→ **Aim of the exercise**: Find the line in the entries below that contains "type Output = DescribeChannelModeratedByAppInstanceUserResponse;". Repeat it exactly, and every line after it through the line that contains "pub struct DescribeChannelModeratedByAppInstanceUserResponse".

→ **The data**:
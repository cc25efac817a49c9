//! Bans and moderators.

use serde::{Deserialize, Serialize};

use super::{validate_page, NoContent, Operation};
use crate::entities::{
    ChannelBan, ChannelBanSummary, ChannelModeratedByAppInstanceUserSummary, ChannelModerator,
    ChannelModeratorSummary, Identity,
};
use crate::types::MessagingResult;
use crate::utils::display::impl_display;
use crate::utils::validation::{Validate, Validator};

/// A request addressing one member of a channel on behalf of the bearer.
///
/// Shared by the ban and moderator operations, which differ only in the
/// name of the member field.
macro_rules! channel_member_request {
    ($name:ident, $member:ident, $member_label:literal, $op:literal, $output:ty) => {
        #[derive(Debug, Clone, Default, PartialEq, Eq, Hash, Serialize, Deserialize)]
        #[serde(rename_all = "PascalCase")]
        pub struct $name {
            pub channel_arn: String,
            pub $member: String,
            pub chime_bearer: String,
        }

        impl Validate for $name {
            fn validate(&self) -> MessagingResult<()> {
                Validator::arn("ChannelArn", &self.channel_arn)?;
                Validator::arn($member_label, &self.$member)?;
                Validator::arn("ChimeBearer", &self.chime_bearer)
            }
        }

        impl Operation for $name {
            const NAME: &'static str = $op;
            type Output = $output;

            fn chime_bearer(&self) -> Option<&str> {
                Some(&self.chime_bearer)
            }
        }
    };
}

channel_member_request!(
    CreateChannelBanRequest,
    member_arn,
    "MemberArn",
    "CreateChannelBan",
    CreateChannelBanResponse
);
channel_member_request!(
    DeleteChannelBanRequest,
    member_arn,
    "MemberArn",
    "DeleteChannelBan",
    NoContent
);
channel_member_request!(
    DescribeChannelBanRequest,
    member_arn,
    "MemberArn",
    "DescribeChannelBan",
    DescribeChannelBanResponse
);
channel_member_request!(
    CreateChannelModeratorRequest,
    channel_moderator_arn,
    "ChannelModeratorArn",
    "CreateChannelModerator",
    CreateChannelModeratorResponse
);
channel_member_request!(
    DeleteChannelModeratorRequest,
    channel_moderator_arn,
    "ChannelModeratorArn",
    "DeleteChannelModerator",
    NoContent
);
channel_member_request!(
    DescribeChannelModeratorRequest,
    channel_moderator_arn,
    "ChannelModeratorArn",
    "DescribeChannelModerator",
    DescribeChannelModeratorResponse
);

#[serde_with::skip_serializing_none]
#[derive(Debug, Clone, Default, PartialEq, Eq, Hash, Serialize, Deserialize)]
#[serde(rename_all = "PascalCase", default)]
pub struct CreateChannelBanResponse {
    pub channel_arn: Option<String>,
    pub member: Option<Identity>,
}

#[serde_with::skip_serializing_none]
#[derive(Debug, Clone, Default, PartialEq, Eq, Hash, Serialize, Deserialize)]
#[serde(rename_all = "PascalCase", default)]
pub struct DescribeChannelBanResponse {
    pub channel_ban: Option<ChannelBan>,
}

#[serde_with::skip_serializing_none]
#[derive(Debug, Clone, Default, PartialEq, Eq, Hash, Serialize, Deserialize)]
#[serde(rename_all = "PascalCase")]
pub struct ListChannelBansRequest {
    pub channel_arn: String,
    #[serde(default)]
    pub max_results: Option<i32>,
    #[serde(default)]
    pub next_token: Option<String>,
    pub chime_bearer: String,
}

impl Validate for ListChannelBansRequest {
    fn validate(&self) -> MessagingResult<()> {
        Validator::arn("ChannelArn", &self.channel_arn)?;
        validate_page(self.max_results, self.next_token.as_deref())?;
        Validator::arn("ChimeBearer", &self.chime_bearer)
    }
}

impl Operation for ListChannelBansRequest {
    const NAME: &'static str = "ListChannelBans";
    type Output = ListChannelBansResponse;

    fn chime_bearer(&self) -> Option<&str> {
        Some(&self.chime_bearer)
    }
}

#[serde_with::skip_serializing_none]
#[derive(Debug, Clone, Default, PartialEq, Eq, Hash, Serialize, Deserialize)]
#[serde(rename_all = "PascalCase", default)]
pub struct ListChannelBansResponse {
    pub channel_arn: Option<String>,
    pub next_token: Option<String>,
    pub channel_bans: Option<Vec<ChannelBanSummary>>,
}

#[serde_with::skip_serializing_none]
#[derive(Debug, Clone, Default, PartialEq, Eq, Hash, Serialize, Deserialize)]
#[serde(rename_all = "PascalCase", default)]
pub struct CreateChannelModeratorResponse {
    pub channel_arn: Option<String>,
    pub channel_moderator: Option<Identity>,
}

#[serde_with::skip_serializing_none]
#[derive(Debug, Clone, Default, PartialEq, Eq, Hash, Serialize, Deserialize)]
#[serde(rename_all = "PascalCase", default)]
pub struct DescribeChannelModeratorResponse {
    pub channel_moderator: Option<ChannelModerator>,
}

#[serde_with::skip_serializing_none]
#[derive(Debug, Clone, Default, PartialEq, Eq, Hash, Serialize, Deserialize)]
#[serde(rename_all = "PascalCase")]
pub struct ListChannelModeratorsRequest {
    pub channel_arn: String,
    #[serde(default)]
    pub max_results: Option<i32>,
    #[serde(default)]
    pub next_token: Option<String>,
    pub chime_bearer: String,
}

impl Validate for ListChannelModeratorsRequest {
    fn validate(&self) -> MessagingResult<()> {
        Validator::arn("ChannelArn", &self.channel_arn)?;
        validate_page(self.max_results, self.next_token.as_deref())?;
        Validator::arn("ChimeBearer", &self.chime_bearer)
    }
}

impl Operation for ListChannelModeratorsRequest {
    const NAME: &'static str = "ListChannelModerators";
    type Output = ListChannelModeratorsResponse;

    fn chime_bearer(&self) -> Option<&str> {
        Some(&self.chime_bearer)
    }
}

#[serde_with::skip_serializing_none]
#[derive(Debug, Clone, Default, PartialEq, Eq, Hash, Serialize, Deserialize)]
#[serde(rename_all = "PascalCase", default)]
pub struct ListChannelModeratorsResponse {
    pub channel_arn: Option<String>,
    pub next_token: Option<String>,
    pub channel_moderators: Option<Vec<ChannelModeratorSummary>>,
}

/// Check whether an `AppInstanceUser` moderates a channel.
#[derive(Debug, Clone, Default, PartialEq, Eq, Hash, Serialize, Deserialize)]
#[serde(rename_all = "PascalCase")]
pub struct DescribeChannelModeratedByAppInstanceUserRequest {
    pub channel_arn: String,
    pub app_instance_user_arn: String,
    pub chime_bearer: String,
}

impl Validate for DescribeChannelModeratedByAppInstanceUserRequest {
    fn validate(&self) -> MessagingResult<()> {
        Validator::arn("ChannelArn", &self.channel_arn)?;
        Validator::arn("AppInstanceUserArn", &self.app_instance_user_arn)?;
        Validator::arn("ChimeBearer", &self.chime_bearer)
    }
}

impl Operation for DescribeChannelModeratedByAppInstanceUserRequest {
    const NAME: &'static str = "DescribeChannelModeratedByAppInstanceUser";
    type Output = DescribeChannelModeratedByAppInstanceUserResponse;

    fn chime_bearer(&self) -> Option<&str> {
        Some(&self.chime_bearer)
    }
}

#[serde_with::skip_serializing_none]
#[derive(Debug, Clone, Default, PartialEq, Eq, Hash, Serialize, Deserialize)]
#[serde(rename_all = "PascalCase", default)]
pub struct DescribeChannelModeratedByAppInstanceUserResponse {
    pub channel: Option<ChannelModeratedByAppInstanceUserSummary>,
}

#[serde_with::skip_serializing_none]
#[derive(Debug, Clone, Default, PartialEq, Eq, Hash, Serialize, Deserialize)]
#[serde(rename_all = "PascalCase")]
pub struct ListChannelsModeratedByAppInstanceUserRequest {
    /// Defaults to the bearer when absent
    #[serde(default)]
    pub app_instance_user_arn: Option<String>,
    #[serde(default)]
    pub max_results: Option<i32>,
    #[serde(default)]
    pub next_token: Option<String>,
    pub chime_bearer: String,
}

impl Validate for ListChannelsModeratedByAppInstanceUserRequest {
    fn validate(&self) -> MessagingResult<()> {
        if let Some(user) = &self.app_instance_user_arn {
            Validator::arn("AppInstanceUserArn", user)?;
        }
        validate_page(self.max_results, self.next_token.as_deref())?;
        Validator::arn("ChimeBearer", &self.chime_bearer)
    }
}

impl Operation for ListChannelsModeratedByAppInstanceUserRequest {
    const NAME: &'static str = "ListChannelsModeratedByAppInstanceUser";
    type Output = ListChannelsModeratedByAppInstanceUserResponse;

    fn chime_bearer(&self) -> Option<&str> {
        Some(&self.chime_bearer)
    }
}

#[serde_with::skip_serializing_none]
#[derive(Debug, Clone, Default, PartialEq, Eq, Hash, Serialize, Deserialize)]
#[serde(rename_all = "PascalCase", default)]
pub struct ListChannelsModeratedByAppInstanceUserResponse {
    pub channels: Option<Vec<ChannelModeratedByAppInstanceUserSummary>>,
    pub next_token: Option<String>,
}

impl_display!(
    CreateChannelBanRequest,
    CreateChannelBanResponse,
    DeleteChannelBanRequest,
    DescribeChannelBanRequest,
    DescribeChannelBanResponse,
    ListChannelBansRequest,
    ListChannelBansResponse,
    CreateChannelModeratorRequest,
    CreateChannelModeratorResponse,
    DeleteChannelModeratorRequest,
    DescribeChannelModeratorRequest,
    DescribeChannelModeratorResponse,
    ListChannelModeratorsRequest,
    ListChannelModeratorsResponse,
    DescribeChannelModeratedByAppInstanceUserRequest,
    DescribeChannelModeratedByAppInstanceUserResponse,
    ListChannelsModeratedByAppInstanceUserRequest,
    ListChannelsModeratedByAppInstanceUserResponse,
);

#[cfg(test)]
mod tests {
    use super::*;

    const CHANNEL: &str = "arn:aws:chime:us-east-1:123456789012:app-instance/app/channel/general";
    const MODERATOR: &str = "arn:aws:chime:us-east-1:123456789012:app-instance/app/user/mod";
    const TROLL: &str = "arn:aws:chime:us-east-1:123456789012:app-instance/app/user/troll";

    #[test]
    fn test_ban_requests() {
        let request = CreateChannelBanRequest {
            channel_arn: CHANNEL.to_string(),
            member_arn: TROLL.to_string(),
            chime_bearer: MODERATOR.to_string(),
        };
        assert!(request.validate().is_ok());
        assert_eq!(CreateChannelBanRequest::NAME, "CreateChannelBan");

        let value = serde_json::to_value(&request).unwrap();
        assert_eq!(value["MemberArn"], TROLL);

        let invalid = DeleteChannelBanRequest {
            channel_arn: CHANNEL.to_string(),
            member_arn: "troll".to_string(),
            chime_bearer: MODERATOR.to_string(),
        };
        assert_eq!(invalid.validate().unwrap_err().field(), Some("MemberArn"));
        assert_eq!(DeleteChannelBanRequest::parse_output("").unwrap(), NoContent {});
    }

    #[test]
    fn test_moderator_requests_use_moderator_label() {
        let request = CreateChannelModeratorRequest {
            channel_arn: CHANNEL.to_string(),
            channel_moderator_arn: String::new(),
            chime_bearer: MODERATOR.to_string(),
        };
        assert_eq!(
            request.validate().unwrap_err().field(),
            Some("ChannelModeratorArn")
        );

        let value = serde_json::to_value(&DescribeChannelModeratorRequest {
            channel_arn: CHANNEL.to_string(),
            channel_moderator_arn: MODERATOR.to_string(),
            chime_bearer: MODERATOR.to_string(),
        })
        .unwrap();
        assert_eq!(value["ChannelModeratorArn"], MODERATOR);
    }

    #[test]
    fn test_list_bans_output() {
        let output = ListChannelBansRequest::parse_output(&format!(
            r#"{{"ChannelArn": "{}", "ChannelBans": [{{"Member": {{"Arn": "{}", "Name": "troll"}}}}]}}"#,
            CHANNEL, TROLL
        ))
        .unwrap();
        let bans = output.channel_bans.unwrap();
        assert_eq!(
            bans[0].member.as_ref().and_then(|m| m.name.as_deref()),
            Some("troll")
        );
    }

    #[test]
    fn test_list_moderated_channels() {
        let request = ListChannelsModeratedByAppInstanceUserRequest {
            chime_bearer: MODERATOR.to_string(),
            max_results: Some(51),
            ..Default::default()
        };
        assert_eq!(request.validate().unwrap_err().field(), Some("MaxResults"));

        let output = ListChannelsModeratedByAppInstanceUserRequest::parse_output(
            r#"{"Channels": [{"ChannelSummary": {"Name": "general"}}]}"#,
        )
        .unwrap();
        assert_eq!(output.channels.map(|c| c.len()), Some(1));
    }
}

→ **Exercise output**:
    type Output = DescribeChannelModeratedByAppInstanceUserResponse;

    fn chime_bearer(&self) -> Option<&str> {
        Some(&self.chime_bearer)
    }
}

#[serde_with::skip_serializing_none]
#[derive(Debug, Clone, Default, PartialEq, Eq, Hash, Serialize, Deserialize)]
#[serde(rename_all = "PascalCase", default)]
pub struct DescribeChannelModeratedByAppInstanceUserResponse {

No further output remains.